Physics comes first. Physics defines the immutable constraints of the system. The things you do not negotiate with. The speed of light is not a suggestion. Memory bandwidth is not a suggestion. Disk throughput is not a suggestion. The behavior of queues under load is not a suggestion. Eventually every sufficiently scaled system crashes into these realities whether the engineers understand them or not.
Then comes engineering. Engineering is where trade-offs happen. It is the art of navigating constraints while balancing reliability, simplicity, scalability, cost, operational burden, and business reality. Good engineering is deeply pragmatic. It is not ideological. A good engineer understands that sometimes duplication is cheaper than abstraction, that sometimes a monolith is the correct solution, and that operational simplicity is often more valuable than theoretical elegance.
Only after those two layers comes architecture.
Architecture is important, but architecture is downstream from reality. It is the organizational shape that emerges from constraints and trade-offs. The problem is that the software industry often treats architecture as if it were the foundation instead of the consequence.
I also think part of the confusion comes from the word “architecture” itself.
In traditional architecture, like civil architecture, the architecture is actually part of the final product. The shape of the building matters. The aesthetics matter. The structure itself creates emotional and experiential value. A beautiful building is, in many ways, the product.
Software is very different.
The user almost never experiences the architecture directly. Nobody opens an application and says, “Wow, this system uses beautifully designed bounded contexts.” Nobody pays more because your internal services follow clean architectural principles. The customer experiences latency, reliability, usability, speed, stability, and features. They experience outcomes.
The architecture is mostly an internal implementation detail.
And I think this subtly changes the incentives in a dangerous way. In civil architecture, investing heavily in architectural beauty can directly improve the value of the thing being built. In software, architectural beauty often becomes something engineers are mostly creating for themselves.
That does not mean architecture is useless. Internal structure absolutely matters. A badly organized system becomes impossible to evolve. But software architecture should exist to serve engineering goals, not the other way around.
A beautifully architected system that is slow, fragile, expensive, and operationally painful is still a bad product.
Sometimes I feel like the industry treats software architecture almost like an art form, when in reality it should behave more like infrastructure engineering. The goal is not to produce the most intellectually elegant internal structure possible. The goal is to produce systems that survive contact with reality.
And I think that inversion explains why so many modern systems feel overbuilt.
A lot of developers learn architecture before they learn engineering. They learn patterns before they learn systems. They learn frameworks before they learn operating systems, networking, databases, memory behavior, or performance analysis. They become fluent in abstraction without becoming fluent in constraints.
As a result, many systems are optimized for conceptual purity instead of practical effectiveness. They look beautiful in diagrams and become nightmares in production. Every layer introduces another retry policy, another queue, another serialization format, another network hop, another operational dependency, another failure mode. Complexity grows geometrically while the actual business problem often remains embarrassingly simple.
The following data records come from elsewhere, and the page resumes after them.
//! `xdh` subcommands.
//!
//! Each command writes its user-facing output to the supplied writer so the
//! binary can pass stdout and tests can pass a buffer.

use std::io::Write;
use std::path::PathBuf;

use anyhow::Result;
use clap::Args;
use tracing::info;
use xdh_crypto::X25519PrivateKey;

use crate::config::CliConfig;
use crate::keyfile::{self, KeyEncoding};

#[derive(Debug, Args)]
pub struct GenkeyArgs {
    /// Where to write the new private key
    #[arg(short, long)]
    pub out: PathBuf,

    /// Private key encoding (defaults to the config value, then pem)
    #[arg(short, long, value_enum)]
    pub encoding: Option<KeyEncoding>,
}

#[derive(Debug, Args)]
pub struct PubkeyArgs {
    /// Private key file
    #[arg(short, long)]
    pub key: PathBuf,

    /// Public key encoding (defaults to the config value, then pem)
    #[arg(short, long, value_enum)]
    pub encoding: Option<KeyEncoding>,

    /// Write to this file instead of printing
    #[arg(short, long)]
    pub out: Option<PathBuf>,
}

#[derive(Debug, Args)]
pub struct ExchangeArgs {
    /// Our private key file
    #[arg(short, long)]
    pub key: PathBuf,

    /// Peer public key file
    #[arg(short, long)]
    pub peer: PathBuf,
}

#[derive(Debug, Args)]
pub struct ConvertArgs {
    /// Key file to convert (private unless --public)
    #[arg(short, long)]
    pub key: PathBuf,

    /// Target encoding
    #[arg(short, long, value_enum)]
    pub to: KeyEncoding,

    /// Output file
    #[arg(short, long)]
    pub out: PathBuf,

    /// Treat the input as a public key
    #[arg(long)]
    pub public: bool,
}

/// Generate a private key, save it, and print its public key.
pub fn genkey(args: &GenkeyArgs, config: &CliConfig, out: &mut dyn Write) -> Result<()> {
    let encoding = config.encoding_or(args.encoding);
    let key = X25519PrivateKey::generate();
    keyfile::save_private_key(&args.out, &key, encoding)?;
    info!(path = %args.out.display(), ?encoding, "generated private key");

    let public = key.public_key().public_bytes_raw()?;
    writeln!(out, "{}", hex::encode(public))?;
    Ok(())
}

/// Derive the public key for a private key file.
pub fn pubkey(args: &PubkeyArgs, config: &CliConfig, out: &mut dyn Write) -> Result<()> {
    let encoding = config.encoding_or(args.encoding);
    let public = keyfile::load_private_key(&args.key)?.public_key();

    if let Some(path) = &args.out {
        keyfile::save_public_key(path, &public, encoding)?;
        info!(path = %path.display(), ?encoding, "wrote public key");
        return Ok(());
    }
    print_key(out, &keyfile::encode_public(&public, encoding)?, encoding)
}

/// Compute and print the raw X25519 shared secret.
pub fn exchange(args: &ExchangeArgs, out: &mut dyn Write) -> Result<()> {
    let key = keyfile::load_private_key(&args.key)?;
    let peer = keyfile::load_public_key(&args.peer)?;
    let shared = key.exchange(&peer)?;
    info!(peer = %args.peer.display(), "computed shared secret");

    let encoded = zeroize::Zeroizing::new(hex::encode(shared.as_bytes()));
    writeln!(out, "{}", encoded.as_str())?;
    Ok(())
}

/// Re-encode a key file.
pub fn convert(args: &ConvertArgs) -> Result<()> {
    if args.public {
        let public = keyfile::load_public_key(&args.key)?;
        keyfile::save_public_key(&args.out, &public, args.to)?;
    } else {
        let key = keyfile::load_private_key(&args.key)?;
        keyfile::save_private_key(&args.out, &key, args.to)?;
    }
    info!(from = %args.key.display(), to = %args.out.display(), encoding = ?args.to, "converted key");
    Ok(())
}

fn print_key(out: &mut dyn Write, bytes: &[u8], encoding: KeyEncoding) -> Result<()> {
    if encoding.is_text() {
        out.write_all(bytes)?;
    } else {
        writeln!(out, "{}", hex::encode(bytes))?;
    }
    Ok(())
}
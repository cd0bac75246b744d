//! xdh CLI
//!
//! Generate X25519 keys, derive public keys, compute shared secrets and
//! convert between PEM, DER and raw key files.

use std::path::PathBuf;

use anyhow::Result;
use clap::{Parser, Subcommand};
use tracing::debug;

use xdh_cli::commands::{self, ConvertArgs, ExchangeArgs, GenkeyArgs, PubkeyArgs};
use xdh_cli::config::CliConfig;
use xdh_cli::tracing_init::init_tracing;

#[derive(Debug, Parser)]
#[command(name = "xdh", version, about = "X25519 key agreement tool")]
struct Cli {
    /// Config file (defaults to ~/.xdh/config.json)
    #[arg(long, global = true, env = "XDH_CONFIG")]
    config: Option<PathBuf>,

    /// Emit JSON log lines on stderr
    #[arg(long, global = true, env = "XDH_LOG_JSON")]
    log_json: bool,

    #[command(subcommand)]
    command: Commands,
}

#[derive(Debug, Subcommand)]
enum Commands {
    /// Generate a private key file and print its public key
    Genkey(GenkeyArgs),
    /// Derive the public key of a private key file
    Pubkey(PubkeyArgs),
    /// Print the raw shared secret between a private key and a peer public key
    Exchange(ExchangeArgs),
    /// Re-encode a key file as PEM, DER or raw bytes
    Convert(ConvertArgs),
}

fn main() -> Result<()> {
    let cli = Cli::parse();

    let config = cli
        .config
        .as_deref()
        .map_or_else(CliConfig::load, CliConfig::load_from);
    init_tracing(config.log_filter(), cli.log_json || config.log_json);
    debug!(version = env!("CARGO_PKG_VERSION"), ?config, "starting xdh");

    let mut stdout = std::io::stdout().lock();
    match &cli.command {
        Commands::Genkey(args) => commands::genkey(args, &config, &mut stdout),
        Commands::Pubkey(args) => commands::pubkey(args, &config, &mut stdout),
        Commands::Exchange(args) => commands::exchange(args, &mut stdout),
        Commands::Convert(args) => commands::convert(args),
    }
}
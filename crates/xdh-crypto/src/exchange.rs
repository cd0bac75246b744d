//! X25519 key agreement.
//!
//! The shared secret is returned exactly as the scalar multiplication
//! produced it. No KDF is applied; run it through HKDF (or whatever the
//! protocol mandates) before using it as key material.

use std::fmt;

use subtle::ConstantTimeEq;
use zeroize::Zeroizing;

use crate::error::{CryptoError, Result, expect_key_size};
use crate::keys::{AsymmetricPublicKey, KeyAlgorithm, X25519PrivateKey, X25519PublicKey};
use crate::provider::{CryptoProvider, X25519_KEY_SIZE};

/// Raw 32-byte X25519 output, wiped on drop.
#[derive(Clone)]
pub struct SharedSecret(Zeroizing<[u8; X25519_KEY_SIZE]>);

impl SharedSecret {
    pub fn as_bytes(&self) -> &[u8; X25519_KEY_SIZE] {
        &self.0
    }

    /// Copy the secret out. The caller owns wiping the copy.
    pub fn to_vec(&self) -> Vec<u8> {
        self.0.to_vec()
    }
}

impl AsRef<[u8]> for SharedSecret {
    fn as_ref(&self) -> &[u8] {
        self.0.as_slice()
    }
}

impl PartialEq for SharedSecret {
    fn eq(&self, other: &Self) -> bool {
        self.0.as_slice().ct_eq(other.0.as_slice()).into()
    }
}

impl Eq for SharedSecret {}

impl fmt::Debug for SharedSecret {
    fn fmt(&self, f: &mut fmt::Formatter<'_>) -> fmt::Result {
        f.write_str("SharedSecret([REDACTED])")
    }
}

impl<P: CryptoProvider> X25519PrivateKey<P> {
    /// Compute the X25519 shared secret with `peer_public_key`.
    ///
    /// The peer must be an [`X25519PublicKey`] bound to the same provider
    /// type; anything else fails with [`CryptoError::TypeMismatch`] before
    /// the provider is called.
    pub fn exchange(&self, peer_public_key: &dyn AsymmetricPublicKey) -> Result<SharedSecret> {
        let Some(peer) = peer_public_key
            .as_any()
            .downcast_ref::<X25519PublicKey<P>>()
        else {
            return Err(CryptoError::TypeMismatch {
                actual: describe_peer(peer_public_key),
            });
        };

        let shared = self.provider().ecdh_derive(&self.handle, &peer.handle)?;
        let shared = Zeroizing::new(*expect_key_size::<X25519_KEY_SIZE>(&shared, "shared secret"));
        tracing::trace!(provider = self.provider().name(), "computed X25519 shared secret");
        Ok(SharedSecret(shared))
    }
}

fn describe_peer(key: &dyn AsymmetricPublicKey) -> String {
    match key.algorithm() {
        KeyAlgorithm::X25519 => "X25519 public key bound to a different provider".to_owned(),
        other => format!("{other} public key"),
    }
}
At some point, especially at scale, software stops feeling like pure abstraction and starts feeling closer to applied physics. The engineers who build high-performance databases, trading systems, browsers, operating systems, rendering engines, or globally distributed infrastructure tend to understand this instinctively. They think in terms of latency, throughput, contention, scheduling, probability, cache locality, and resource allocation. They understand that every abstraction leaks eventually because underneath every abstraction there is still a machine doing work.
And I think that mindset is becoming increasingly rare in mainstream software culture.
We became extremely good at discussing the shape of systems while becoming strangely disconnected from the forces acting underneath them. The industry rewards architectural sophistication far more visibly than engineering restraint. Adding complexity often looks impressive. Removing complexity often looks invisible, even when it is the harder and more valuable work.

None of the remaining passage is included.